О нашем языке можно сказать, что он очень богат и очень беден. Многих необходимых слов для изображения мелких оттенков мысли и чувства недостает. Наши слова выходят сплошь, целиком и сырьем. О бедности наших рифм и говорить нечего. Сколько слов, имеющих важное и нравственное значение, никак рифмы себе не приищут. Например: жизнь, мужество, храбрость, ангел, мысль, мудрость, сердце и т.д. За словом добродетель тянется непременно свидетель. За словом блаженство тянется совершенство. За словом ум уже непременно вьется рой дум или несется шум. Даже и бедная любовь, которая так часто ложится под перо поэта, с трудом находит двойчатку, которая была бы ей под пару. Все это должно невольно вносить некоторое однообразие в наше рифмованное стихосложение. Дай слово добродетель сложилось неправильно: оно по-настоящему не что иное, как слово благодетель. А слово доблесть у нас как-то мало употребляется в обыкновенном слоге, да и оно рифмы не имеет. Иностранные слова брать заимообразно у соседей нехорошо; а впрочем, голландские червонцы у нас в ходу, и никто ими не брезгует. В том-то и дело, что искусному писателю дозволяется, за неимением своих, пускать в ход голландские червонцы. Карамзин так и делал. Делают это и англичане.

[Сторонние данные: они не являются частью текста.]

//! HTTP API tests driven through the router with `tower::ServiceExt`.

mod common;

use axum::body::Body;
use axum::http::{header, Method, Request, StatusCode};
use serde_json::{json, Value};
use tower::ServiceExt;

use aura_fleet_control::{FleetControl, JobStatus, NodeId};
use aura_fleet_store::CredentialStore;
use common::{TestGateway, OPERATOR_TOKEN};

async fn call(
    gateway: &TestGateway,
    method: Method,
    uri: &str,
    bearer: Option<&str>,
    body: Option<Value>,
) -> (StatusCode, Value) {
    let mut builder = Request::builder().method(method).uri(uri);
    if let Some(token) = bearer {
        builder = builder.header(header::AUTHORIZATION, format!("Bearer {token}"));
    }
    let request = match body {
        Some(body) => builder
            .header(header::CONTENT_TYPE, "application/json")
            .body(Body::from(body.to_string()))
            .unwrap(),
        None => builder.body(Body::empty()).unwrap(),
    };

    let response = gateway.router.clone().oneshot(request).await.unwrap();
    let status = response.status();
    let bytes = axum::body::to_bytes(response.into_body(), usize::MAX)
        .await
        .unwrap();
    let value = if bytes.is_empty() {
        Value::Null
    } else {
        serde_json::from_slice(&bytes).unwrap()
    };
    (status, value)
}

#[tokio::test]
async fn health_reports_connection_counts() {
    let gateway = TestGateway::start().await;
    let (status, body) = call(&gateway, Method::GET, "/health", None, None).await;

    assert_eq!(status, StatusCode::OK);
    assert_eq!(body["status"], "healthy");
    assert_eq!(body["connections"]["stream"], 0);
    assert_eq!(body["connections"]["websocket"], 0);
}

#[tokio::test]
async fn operator_routes_require_the_key() {
    let gateway = TestGateway::start().await;
    let node_id = NodeId::generate();
    let uri = format!("/v1/jobs/node/{node_id}");

    let (status, body) = call(&gateway, Method::GET, &uri, None, None).await;
    assert_eq!(status, StatusCode::UNAUTHORIZED);
    assert_eq!(body["error"]["code"], "unauthorized");

    let (status, _) = call(&gateway, Method::GET, &uri, Some("wrong"), None).await;
    assert_eq!(status, StatusCode::UNAUTHORIZED);

    // A node token is not an operator key.
    let token = gateway.issue_token(node_id);
    let (status, _) = call(&gateway, Method::GET, &uri, Some(&token), None).await;
    assert_eq!(status, StatusCode::UNAUTHORIZED);

    let (status, body) = call(&gateway, Method::GET, &uri, Some(OPERATOR_TOKEN), None).await;
    assert_eq!(status, StatusCode::OK);
    assert_eq!(body["jobs"], json!([]));
}

#[tokio::test]
async fn operator_routes_closed_without_configured_key() {
    let gateway = TestGateway::start().await;
    let mut config = aura_fleet_gateway::GatewayConfig::default();
    config.operator_token = None;
    let state = aura_fleet_gateway::GatewayState::new(
        std::sync::Arc::clone(&gateway.control),
        std::sync::Arc::new(aura_fleet_auth::StoreTokenValidator::new(
            std::sync::Arc::clone(&gateway.store),
        )),
        gateway.transports.clone(),
        config,
    );
    let router = aura_fleet_gateway::create_router(state);

    let request = Request::builder()
        .uri(format!("/v1/jobs/node/{}", NodeId::generate()))
        .header(header::AUTHORIZATION, "Bearer ")
        .body(Body::empty())
        .unwrap();
    let response = router.oneshot(request).await.unwrap();
    assert_eq!(response.status(), StatusCode::UNAUTHORIZED);
}

#[tokio::test]
async fn create_job_for_offline_node_stays_pending() {
    let gateway = TestGateway::start().await;
    let node_id = NodeId::generate();

    let (status, body) = call(
        &gateway,
        Method::POST,
        "/v1/jobs",
        Some(OPERATOR_TOKEN),
        Some(json!({"node_id": node_id.to_string(), "command_name": "restart"})),
    )
    .await;
    assert_eq!(status, StatusCode::CREATED);
    assert_eq!(body["status"], "pending");
    assert_eq!(body["command_type"], "default");
    assert_eq!(body["node_id"], node_id.to_string());

    let job_id = body["id"].as_str().unwrap().to_string();
    let (status, fetched) = call(
        &gateway,
        Method::GET,
        &format!("/v1/jobs/{job_id}"),
        Some(OPERATOR_TOKEN),
        None,
    )
    .await;
    assert_eq!(status, StatusCode::OK);
    assert_eq!(fetched["id"], job_id);
    assert!(fetched.get("started_at").is_none());
}

#[tokio::test]
async fn create_job_validation() {
    let gateway = TestGateway::start().await;

    let cases = [
        json!({"node_id": "not-a-uuid", "command_name": "restart"}),
        json!({"node_id": NodeId::generate().to_string(), "command_name": "  "}),
        json!({"node_id": NodeId::generate().to_string(), "command_name": "x", "command_type": "shell"}),
        json!({"node_id": "00000000-0000-0000-0000-000000000000", "command_name": "restart"}),
    ];
    for body in cases {
        let (status, response) = call(
            &gateway,
            Method::POST,
            "/v1/jobs",
            Some(OPERATOR_TOKEN),
            Some(body.clone()),
        )
        .await;
        assert_eq!(status, StatusCode::BAD_REQUEST, "body: {body}");
        assert_eq!(response["error"]["code"], "bad_request");
    }
}

#[tokio::test]
async fn unknown_job_is_not_found() {
    let gateway = TestGateway::start().await;
    let uri = format!("/v1/jobs/{}", aura_fleet_control::JobId::generate());
    let (status, body) = call(&gateway, Method::GET, &uri, Some(OPERATOR_TOKEN), None).await;
    assert_eq!(status, StatusCode::NOT_FOUND);
    assert_eq!(body["error"]["code"], "not_found");

    let (status, _) = call(
        &gateway,
        Method::GET,
        "/v1/jobs/garbage",
        Some(OPERATOR_TOKEN),
        None,
    )
    .await;
    assert_eq!(status, StatusCode::BAD_REQUEST);
}

#[tokio::test]
async fn list_jobs_newest_first() {
    let gateway = TestGateway::start().await;
    let node_id = NodeId::generate();
    let first = gateway
        .control
        .create_and_dispatch(&node_id, "first", None)
        .await
        .unwrap();
    tokio::time::sleep(std::time::Duration::from_millis(5)).await;
    let second = gateway
        .control
        .create_and_dispatch(&node_id, "second", None)
        .await
        .unwrap();
    gateway
        .control
        .report_job_result(&first.id, JobStatus::Completed, "ok".into(), String::new())
        .await
        .unwrap();

    let (status, body) = call(
        &gateway,
        Method::GET,
        &format!("/v1/jobs/node/{node_id}"),
        Some(OPERATOR_TOKEN),
        None,
    )
    .await;
    assert_eq!(status, StatusCode::OK);
    let jobs = body["jobs"].as_array().unwrap();
    assert_eq!(jobs.len(), 2);
    assert_eq!(jobs[0]["id"], second.id.to_string());
    assert_eq!(jobs[1]["id"], first.id.to_string());
    assert_eq!(jobs[1]["status"], "completed");
}

#[tokio::test]
async fn heartbeat_touches_credential() {
    let gateway = TestGateway::start().await;
    let node_id = NodeId::generate();
    let token = gateway.issue_token(node_id);

    let (status, _) = call(
        &gateway,
        Method::POST,
        "/v1/heartbeats/heartbeat",
        None,
        None,
    )
    .await;
    assert_eq!(status, StatusCode::UNAUTHORIZED);

    let (status, body) = call(
        &gateway,
        Method::POST,
        "/v1/heartbeats/heartbeat",
        Some(&token),
        None,
    )
    .await;
    assert_eq!(status, StatusCode::OK);
    assert_eq!(body["status"], "ok");

    let credential = gateway
        .store
        .find_credential_by_hash(&aura_fleet_auth::hash_token(&token))
        .unwrap()
        .unwrap();
    assert!(credential.last_seen_at.is_some());
}

#[tokio::test]
async fn node_command_self_service() {
    let gateway = TestGateway::start().await;
    let node_id = NodeId::generate();
    let token = gateway.issue_token(node_id);

    let (status, created) = call(
        &gateway,
        Method::POST,
        "/v1/node-commands",
        Some(&token),
        Some(json!({"name": "backup", "description": "nightly", "type": "custom",
                    "script_path": "/opt/scripts/backup.sh"})),
    )
    .await;
    assert_eq!(status, StatusCode::CREATED);
    assert_eq!(created["type"], "custom");
    assert_eq!(created["node_id"], node_id.to_string());

    // Re-registering the same name updates in place.
    let (status, updated) = call(
        &gateway,
        Method::POST,
        "/v1/node-commands",
        Some(&token),
        Some(json!({"name": "backup", "description": "hourly", "type": "custom"})),
    )
    .await;
    assert_eq!(status, StatusCode::CREATED);
    assert_eq!(updated["id"], created["id"]);
    assert_eq!(updated["description"], "hourly");

    let (status, own) = call(&gateway, Method::GET, "/v1/node-commands", Some(&token), None).await;
    assert_eq!(status, StatusCode::OK);
    assert_eq!(own["commands"].as_array().unwrap().len(), 1);

    let (status, listed) = call(
        &gateway,
        Method::GET,
        &format!("/v1/node-commands/node/{node_id}"),
        Some(OPERATOR_TOKEN),
        None,
    )
    .await;
    assert_eq!(status, StatusCode::OK);
    assert_eq!(listed["commands"][0]["name"], "backup");

    let id = created["id"].as_str().unwrap();
    let (status, _) = call(
        &gateway,
        Method::DELETE,
        &format!("/v1/node-commands/{id}"),
        Some(&token),
        None,
    )
    .await;
    assert_eq!(status, StatusCode::NO_CONTENT);

    let (status, _) = call(
        &gateway,
        Method::DELETE,
        &format!("/v1/node-commands/{id}"),
        Some(&token),
        None,
    )
    .await;
    assert_eq!(status, StatusCode::NOT_FOUND);
}

#[tokio::test]
async fn cannot_delete_another_nodes_command() {
    let gateway = TestGateway::start().await;
    let owner = NodeId::generate();
    let other = NodeId::generate();
    let owner_token = gateway.issue_token(owner);
    let other_token = gateway.issue_token(other);

    let (_, created) = call(
        &gateway,
        Method::POST,
        "/v1/node-commands",
        Some(&owner_token),
        Some(json!({"name": "restart"})),
    )
    .await;
    let id = created["id"].as_str().unwrap();

    let (status, _) = call(
        &gateway,
        Method::DELETE,
        &format!("/v1/node-commands/{id}"),
        Some(&other_token),
        None,
    )
    .await;
    assert_eq!(status, StatusCode::NOT_FOUND);
    assert_eq!(gateway.control.list_commands(&owner).await.unwrap().len(), 1);
}

#[tokio::test]
async fn revoked_token_is_rejected() {
    let gateway = TestGateway::start().await;
    let node_id = NodeId::generate();
    let token = gateway.issue_token(node_id);
    gateway
        .store
        .revoke_credential(&aura_fleet_auth::hash_token(&token), chrono::Utc::now())
        .unwrap();

    let (status, _) = call(
        &gateway,
        Method::POST,
        "/v1/heartbeats/heartbeat",
        Some(&token),
        None,
    )
    .await;
    assert_eq!(status, StatusCode::UNAUTHORIZED);

    let (status, _) = call(&gateway, Method::GET, "/v1/node-commands", Some(&token), None).await;
    assert_eq!(status, StatusCode::UNAUTHORIZED);
}

#[tokio::test]
async fn node_submits_metrics() {
    let gateway = TestGateway::start().await;
    let node_id = NodeId::generate();
    let token = gateway.issue_token(node_id);
    let before = chrono::Utc::now();

    let (status, body) = call(
        &gateway,
        Method::POST,
        "/v1/node-metrics/metrics",
        Some(&token),
        Some(json!({
            "node_id": NodeId::generate().to_string(),
            "cpu_usage_percent": 42.5,
            "memory_total_bytes": 8_589_934_592_i64,
            "memory_used_bytes": 4_294_967_296_i64,
            "memory_usage_percent": 50.0,
            "disk_usage_percent": 12.0,
            "collected_at": "2001-01-01T00:00:00Z",
        })),
    )
    .await;
    assert_eq!(status, StatusCode::CREATED);
    assert_eq!(body, json!({"status": "ok"}));

    // Attributed to the token's node and stamped on arrival.
    let stored = gateway.control.list_metrics(&node_id, 10).await.unwrap();
    assert_eq!(stored.len(), 1);
    assert_eq!(stored[0].node_id, node_id);
    assert!((stored[0].cpu_usage_percent - 42.5).abs() < f64::EPSILON);
    assert_eq!(stored[0].memory_total_bytes, 8_589_934_592);
    assert_eq!(stored[0].disk_total_bytes, 0);
    assert!(stored[0].collected_at >= before);

    let uri = format!("/v1/node-metrics/node/{node_id}");
    let (status, body) = call(&gateway, Method::GET, &uri, Some(OPERATOR_TOKEN), None).await;
    assert_eq!(status, StatusCode::OK);
    assert_eq!(body["metrics"].as_array().unwrap().len(), 1);
    assert_eq!(body["metrics"][0]["node_id"], node_id.to_string());

    let (status, _) = call(&gateway, Method::GET, &uri, Some(&token), None).await;
    assert_eq!(status, StatusCode::UNAUTHORIZED);
}

#[tokio::test]
async fn revoked_token_cannot_submit_metrics() {
    let gateway = TestGateway::start().await;
    let node_id = NodeId::generate();
    let token = gateway.issue_token(node_id);
    gateway
        .store
        .revoke_credential(&aura_fleet_auth::hash_token(&token), chrono::Utc::now())
        .unwrap();

    let (status, _) = call(
        &gateway,
        Method::POST,
        "/v1/node-metrics/metrics",
        Some(&token),
        Some(json!({"cpu_usage_percent": 1.0})),
    )
    .await;
    assert_eq!(status, StatusCode::UNAUTHORIZED);
    assert!(gateway
        .control
        .list_metrics(&node_id, 10)
        .await
        .unwrap()
        .is_empty());
}

#[tokio::test]
async fn malformed_metrics_body_is_bad_request() {
    let gateway = TestGateway::start().await;
    let node_id = NodeId::generate();
    let token = gateway.issue_token(node_id);

    for raw in ["{not json", r#"{"cpu_usage_percent": "high"}"#] {
        let request = Request::builder()
            .method(Method::POST)
            .uri("/v1/node-metrics/metrics")
            .header(header::AUTHORIZATION, format!("Bearer {token}"))
            .header(header::CONTENT_TYPE, "application/json")
            .body(Body::from(raw))
            .unwrap();
        let response = gateway.router.clone().oneshot(request).await.unwrap();
        assert_eq!(response.status(), StatusCode::BAD_REQUEST, "body: {raw}");
    }

    assert!(gateway
        .control
        .list_metrics(&node_id, 10)
        .await
        .unwrap()
        .is_empty());
}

Вольтер говорил и о французском языке, что он тщеславный нищий, которому нужно подавать милостыню против воли его, А мы вздумали, что наш язык такой богач, что всего у него много и что новыми пособиями только обидишь его.

13

Прочтите в Российском Феатре[1] комедию Крылова Проказники, а после некоторые из басней его. Можно ли было угадать в первых опытах писателя, что из него выйдет впоследствии времени? Это не развитие, а совершенное перерождение. В Проказниках полное отсутствие таланта, шутки плоские и, с позволения сказать, прямо холопские. Впрочем, как комедии Княжнина ни далеки от совершенства, но в Российском Феатре глядит он исполином. Комедий Фон-Визина нет в этом старом собрании наших драматических творений. Вообще комедии наши ошибочно делятся на действия. Можно делить их на главы, потому что действия в них никакого нет. И лица, в них участвующие, ошибочно называются действующими лицами, когда они вовсе не действуют; а назвать бы их разговаривающими лицами, а еще ближе к делу — просто говорящими, потому что и разговора мало. В наших комедиях нет и в помине той живой огнестрельной перепалки речей, которою отличаются даже второстепенные французские комедии. Правда и то, что французский язык так обработан, что много тому содействует. Французские слова заряжены мыслию или, по крайней мере, блеском, похожим на мысль. Тут или настоящая перепалка, или фейерверочный огонь.

14

NN[2] говорит, что главная беда литературы нашей заключается в том, что, за редкими исключениями, грамотные люди наши мало умны, а умные люди мало грамотны. У одних недостаток в мыслях, у других недостаток в грамматике. У одних нет огнестрельных снарядов, чтобы сильно и впопад действовать своим орудием; у других и есть снаряды, но зато у них нет орудия. Литература есть выражение современного общества. Какое же тут выражение, когда многие и многие из этого общества чуждаются пера и не умеют им владеть? У нас была и есть устная литература. Жаль, что ее не записывали. Часто встречаешь людей, которые говорят очень живо и увлекательно, хотя и не совсем правильно. Нередко встречаешь удачных рассказчиков, бойких краснобаев, замечательных и метких остряков. Но все это выдыхается и забывается, а написанные пошлости на веки веков прикрепляются к бумаге.

15

Баснописец Измайлов — подгулявший Крылов.

16*

В.Л. Пушкин сказал сегодня стихи на новый год какого-то старинного поэта — помнится, Политковского:

Не прав ты, новый год, в раздаче благостыни;

Ты своенравнее и счастия богини.

Иным ты дал чины,

Другим места богаты,

А мнелишь новые заплаты

На старые мои штаны.

Кажется, эти стихи никогда не были напечатаны. У нас довольно много подобной ходячей литературы: хорошо бы выбрать лучшие из нее стихотворения и напечатать их отдельною книжкою. В ней сохранились бы и некоторые черты прежней общественной жизни. До 1812 года была большая рукопись in-folio, принадлежавшая Храповицкому, статс-секретарю императрицы Екатерины. Это было собрание всех возможных стихотворений, написанных в течение многих десятков лет и не вошедших в печать по тем или другим причинам. Разумеется, главный характер этих стихотворений был сатирический, отчасти политический и отчасти далеко не целомудренный. Эта книга затерялась или сгорела в московском пожаре. Тут между прочим были стихотворения Карина и за подписью какого-то Панцербитора Вымышленное ли то имя или настоящее, не знаю; но в печати оно, кажется, неизвестно.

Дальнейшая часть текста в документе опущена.